■ **Information**
BEGIN

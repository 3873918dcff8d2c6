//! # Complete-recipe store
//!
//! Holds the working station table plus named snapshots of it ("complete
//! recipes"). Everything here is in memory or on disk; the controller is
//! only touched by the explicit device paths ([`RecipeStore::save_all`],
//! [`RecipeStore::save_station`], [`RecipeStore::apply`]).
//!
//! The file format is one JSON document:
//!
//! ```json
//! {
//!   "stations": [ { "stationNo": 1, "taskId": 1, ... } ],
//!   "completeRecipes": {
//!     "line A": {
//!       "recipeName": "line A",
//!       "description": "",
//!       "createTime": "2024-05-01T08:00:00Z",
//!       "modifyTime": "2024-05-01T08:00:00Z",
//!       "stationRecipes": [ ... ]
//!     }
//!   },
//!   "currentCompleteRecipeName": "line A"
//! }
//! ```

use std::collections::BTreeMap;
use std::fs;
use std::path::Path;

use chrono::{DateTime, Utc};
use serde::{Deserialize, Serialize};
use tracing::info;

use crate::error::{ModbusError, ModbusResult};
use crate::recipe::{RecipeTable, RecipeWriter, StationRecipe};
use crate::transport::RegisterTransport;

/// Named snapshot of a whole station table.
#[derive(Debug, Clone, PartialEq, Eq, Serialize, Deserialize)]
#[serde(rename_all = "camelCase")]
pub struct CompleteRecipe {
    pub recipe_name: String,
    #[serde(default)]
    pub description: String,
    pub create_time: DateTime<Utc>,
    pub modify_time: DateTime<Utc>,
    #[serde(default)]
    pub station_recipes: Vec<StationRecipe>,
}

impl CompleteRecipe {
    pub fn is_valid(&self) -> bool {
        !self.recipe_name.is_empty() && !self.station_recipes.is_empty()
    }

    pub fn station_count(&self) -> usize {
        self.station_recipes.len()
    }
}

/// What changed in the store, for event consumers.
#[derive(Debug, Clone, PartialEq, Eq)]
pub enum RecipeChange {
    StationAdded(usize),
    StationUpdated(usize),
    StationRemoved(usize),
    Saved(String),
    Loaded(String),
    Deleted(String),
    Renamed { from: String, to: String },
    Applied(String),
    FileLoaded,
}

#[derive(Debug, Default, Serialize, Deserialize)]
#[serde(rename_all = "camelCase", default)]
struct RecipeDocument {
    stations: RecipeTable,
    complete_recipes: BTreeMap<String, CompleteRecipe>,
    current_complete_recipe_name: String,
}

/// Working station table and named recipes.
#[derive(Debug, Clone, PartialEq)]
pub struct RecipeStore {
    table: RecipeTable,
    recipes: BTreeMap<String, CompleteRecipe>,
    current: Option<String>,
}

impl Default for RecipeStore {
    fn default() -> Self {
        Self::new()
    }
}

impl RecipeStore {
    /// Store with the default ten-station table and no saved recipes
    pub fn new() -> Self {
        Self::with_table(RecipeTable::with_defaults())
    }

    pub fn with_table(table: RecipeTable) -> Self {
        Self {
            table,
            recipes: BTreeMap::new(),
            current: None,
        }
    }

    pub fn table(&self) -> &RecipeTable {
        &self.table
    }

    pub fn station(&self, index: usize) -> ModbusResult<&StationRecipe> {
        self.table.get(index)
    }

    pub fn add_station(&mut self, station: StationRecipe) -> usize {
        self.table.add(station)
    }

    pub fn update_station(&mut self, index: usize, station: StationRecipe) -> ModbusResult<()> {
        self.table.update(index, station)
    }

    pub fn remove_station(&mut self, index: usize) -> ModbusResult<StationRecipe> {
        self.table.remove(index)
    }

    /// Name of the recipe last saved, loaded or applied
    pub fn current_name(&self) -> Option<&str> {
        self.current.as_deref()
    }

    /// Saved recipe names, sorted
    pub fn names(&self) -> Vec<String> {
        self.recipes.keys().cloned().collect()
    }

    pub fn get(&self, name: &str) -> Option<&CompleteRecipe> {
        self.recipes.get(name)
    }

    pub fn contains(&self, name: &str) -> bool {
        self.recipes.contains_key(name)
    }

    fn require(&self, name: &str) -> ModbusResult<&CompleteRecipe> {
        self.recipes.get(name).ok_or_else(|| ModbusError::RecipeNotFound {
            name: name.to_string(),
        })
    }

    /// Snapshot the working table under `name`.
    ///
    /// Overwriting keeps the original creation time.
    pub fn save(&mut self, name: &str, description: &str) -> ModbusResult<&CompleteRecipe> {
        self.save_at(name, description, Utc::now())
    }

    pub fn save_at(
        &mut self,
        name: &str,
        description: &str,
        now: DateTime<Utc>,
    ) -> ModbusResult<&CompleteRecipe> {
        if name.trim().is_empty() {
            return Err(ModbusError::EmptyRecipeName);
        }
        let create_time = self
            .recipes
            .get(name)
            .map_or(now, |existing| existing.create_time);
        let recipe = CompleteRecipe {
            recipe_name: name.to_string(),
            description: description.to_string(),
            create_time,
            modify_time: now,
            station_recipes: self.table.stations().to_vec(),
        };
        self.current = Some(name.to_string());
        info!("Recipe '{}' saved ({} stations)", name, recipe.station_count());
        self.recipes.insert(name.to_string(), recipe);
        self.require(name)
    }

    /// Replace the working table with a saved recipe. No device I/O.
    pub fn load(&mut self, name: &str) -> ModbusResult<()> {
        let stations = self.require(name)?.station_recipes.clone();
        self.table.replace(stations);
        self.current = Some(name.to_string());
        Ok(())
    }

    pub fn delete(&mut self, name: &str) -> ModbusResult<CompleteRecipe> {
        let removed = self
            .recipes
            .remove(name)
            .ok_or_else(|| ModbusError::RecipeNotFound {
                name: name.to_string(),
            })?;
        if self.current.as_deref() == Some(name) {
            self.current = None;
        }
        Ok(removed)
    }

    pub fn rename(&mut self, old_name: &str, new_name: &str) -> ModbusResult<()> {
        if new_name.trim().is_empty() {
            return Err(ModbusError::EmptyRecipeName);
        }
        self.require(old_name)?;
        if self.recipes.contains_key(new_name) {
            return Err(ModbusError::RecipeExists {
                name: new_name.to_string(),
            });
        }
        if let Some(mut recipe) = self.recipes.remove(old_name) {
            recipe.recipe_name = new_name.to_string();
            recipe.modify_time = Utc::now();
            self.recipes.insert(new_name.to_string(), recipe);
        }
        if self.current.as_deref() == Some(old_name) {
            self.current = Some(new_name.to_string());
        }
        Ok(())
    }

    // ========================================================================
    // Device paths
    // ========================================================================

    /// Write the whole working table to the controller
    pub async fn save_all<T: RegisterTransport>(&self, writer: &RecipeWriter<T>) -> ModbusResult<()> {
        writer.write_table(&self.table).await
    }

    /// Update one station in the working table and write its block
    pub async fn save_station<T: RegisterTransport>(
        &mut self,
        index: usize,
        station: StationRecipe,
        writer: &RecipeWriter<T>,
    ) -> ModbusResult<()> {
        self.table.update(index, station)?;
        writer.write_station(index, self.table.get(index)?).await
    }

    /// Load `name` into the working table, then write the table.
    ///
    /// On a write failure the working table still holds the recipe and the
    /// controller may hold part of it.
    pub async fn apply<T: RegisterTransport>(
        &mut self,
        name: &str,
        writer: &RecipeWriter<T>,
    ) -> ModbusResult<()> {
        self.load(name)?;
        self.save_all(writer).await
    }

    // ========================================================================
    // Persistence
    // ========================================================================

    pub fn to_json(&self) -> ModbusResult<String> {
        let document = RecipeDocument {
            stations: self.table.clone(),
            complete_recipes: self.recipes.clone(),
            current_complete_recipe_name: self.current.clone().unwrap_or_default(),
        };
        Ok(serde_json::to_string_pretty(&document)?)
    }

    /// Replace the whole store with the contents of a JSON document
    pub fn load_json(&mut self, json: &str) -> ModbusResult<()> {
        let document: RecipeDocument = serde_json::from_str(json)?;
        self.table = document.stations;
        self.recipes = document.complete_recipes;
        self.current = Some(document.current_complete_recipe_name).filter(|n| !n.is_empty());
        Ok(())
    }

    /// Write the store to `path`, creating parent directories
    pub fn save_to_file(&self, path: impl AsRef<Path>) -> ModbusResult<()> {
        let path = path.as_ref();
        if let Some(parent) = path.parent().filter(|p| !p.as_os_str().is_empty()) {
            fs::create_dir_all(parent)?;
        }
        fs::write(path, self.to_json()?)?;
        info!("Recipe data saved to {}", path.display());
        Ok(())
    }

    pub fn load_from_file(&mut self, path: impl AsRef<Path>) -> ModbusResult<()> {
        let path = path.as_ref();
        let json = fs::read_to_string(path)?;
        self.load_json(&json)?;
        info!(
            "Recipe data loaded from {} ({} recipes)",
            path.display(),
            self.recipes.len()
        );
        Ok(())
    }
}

END
BEGIN

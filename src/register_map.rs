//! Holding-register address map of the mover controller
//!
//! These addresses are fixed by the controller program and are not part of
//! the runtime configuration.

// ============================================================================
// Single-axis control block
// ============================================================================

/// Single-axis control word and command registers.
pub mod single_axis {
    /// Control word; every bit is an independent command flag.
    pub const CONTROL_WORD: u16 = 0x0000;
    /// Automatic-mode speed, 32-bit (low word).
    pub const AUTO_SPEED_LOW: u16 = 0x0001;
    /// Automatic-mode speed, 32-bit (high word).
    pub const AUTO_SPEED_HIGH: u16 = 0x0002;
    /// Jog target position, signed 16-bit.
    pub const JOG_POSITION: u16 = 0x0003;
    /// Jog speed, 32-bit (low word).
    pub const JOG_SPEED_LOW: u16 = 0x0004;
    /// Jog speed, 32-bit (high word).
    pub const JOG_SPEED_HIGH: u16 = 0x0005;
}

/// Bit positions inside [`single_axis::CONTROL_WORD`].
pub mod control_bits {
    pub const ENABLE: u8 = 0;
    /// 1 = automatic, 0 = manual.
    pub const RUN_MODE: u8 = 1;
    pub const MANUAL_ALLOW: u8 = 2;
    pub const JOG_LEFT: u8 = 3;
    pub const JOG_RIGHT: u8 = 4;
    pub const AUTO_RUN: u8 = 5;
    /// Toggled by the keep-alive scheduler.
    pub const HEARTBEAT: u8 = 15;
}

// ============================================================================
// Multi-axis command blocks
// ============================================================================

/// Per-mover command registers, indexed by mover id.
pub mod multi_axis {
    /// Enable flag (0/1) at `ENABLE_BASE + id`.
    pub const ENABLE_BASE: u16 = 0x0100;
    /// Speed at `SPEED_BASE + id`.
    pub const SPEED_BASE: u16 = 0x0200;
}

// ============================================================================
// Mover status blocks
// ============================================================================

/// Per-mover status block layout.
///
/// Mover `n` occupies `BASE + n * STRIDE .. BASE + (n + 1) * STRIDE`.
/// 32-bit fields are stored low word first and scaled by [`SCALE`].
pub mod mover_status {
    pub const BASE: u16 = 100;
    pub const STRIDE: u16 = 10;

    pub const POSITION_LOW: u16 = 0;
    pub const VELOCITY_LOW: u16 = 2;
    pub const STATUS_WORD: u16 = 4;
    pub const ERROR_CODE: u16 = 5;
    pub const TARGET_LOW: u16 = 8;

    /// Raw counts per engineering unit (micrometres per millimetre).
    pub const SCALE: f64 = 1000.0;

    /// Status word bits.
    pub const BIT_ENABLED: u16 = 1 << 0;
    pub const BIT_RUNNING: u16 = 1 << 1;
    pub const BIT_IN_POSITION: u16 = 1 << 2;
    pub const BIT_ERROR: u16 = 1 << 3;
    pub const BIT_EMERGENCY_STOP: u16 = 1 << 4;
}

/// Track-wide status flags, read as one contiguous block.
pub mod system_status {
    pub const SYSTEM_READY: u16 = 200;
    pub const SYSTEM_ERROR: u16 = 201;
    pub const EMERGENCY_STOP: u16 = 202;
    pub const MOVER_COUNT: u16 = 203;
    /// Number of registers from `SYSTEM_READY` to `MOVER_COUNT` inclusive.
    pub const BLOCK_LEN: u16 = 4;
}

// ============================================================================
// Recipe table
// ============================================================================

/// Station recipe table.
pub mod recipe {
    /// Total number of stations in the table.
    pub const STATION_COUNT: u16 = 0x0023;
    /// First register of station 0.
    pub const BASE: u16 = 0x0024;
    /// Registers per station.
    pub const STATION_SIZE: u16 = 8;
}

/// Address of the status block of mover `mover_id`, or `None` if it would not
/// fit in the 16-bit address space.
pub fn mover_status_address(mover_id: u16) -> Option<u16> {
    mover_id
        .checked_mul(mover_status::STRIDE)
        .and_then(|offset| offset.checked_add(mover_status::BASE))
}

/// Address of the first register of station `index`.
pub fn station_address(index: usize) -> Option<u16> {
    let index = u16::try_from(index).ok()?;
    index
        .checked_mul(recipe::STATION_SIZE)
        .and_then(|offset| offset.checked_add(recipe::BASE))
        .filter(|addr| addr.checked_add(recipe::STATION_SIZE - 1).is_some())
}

END

■ **Task description**
For every line above with the word "camelCase" in it, make a copy.

■ **Output of the task**
#[serde(rename_all = "camelCase")]
#[serde(rename_all = "camelCase", default)]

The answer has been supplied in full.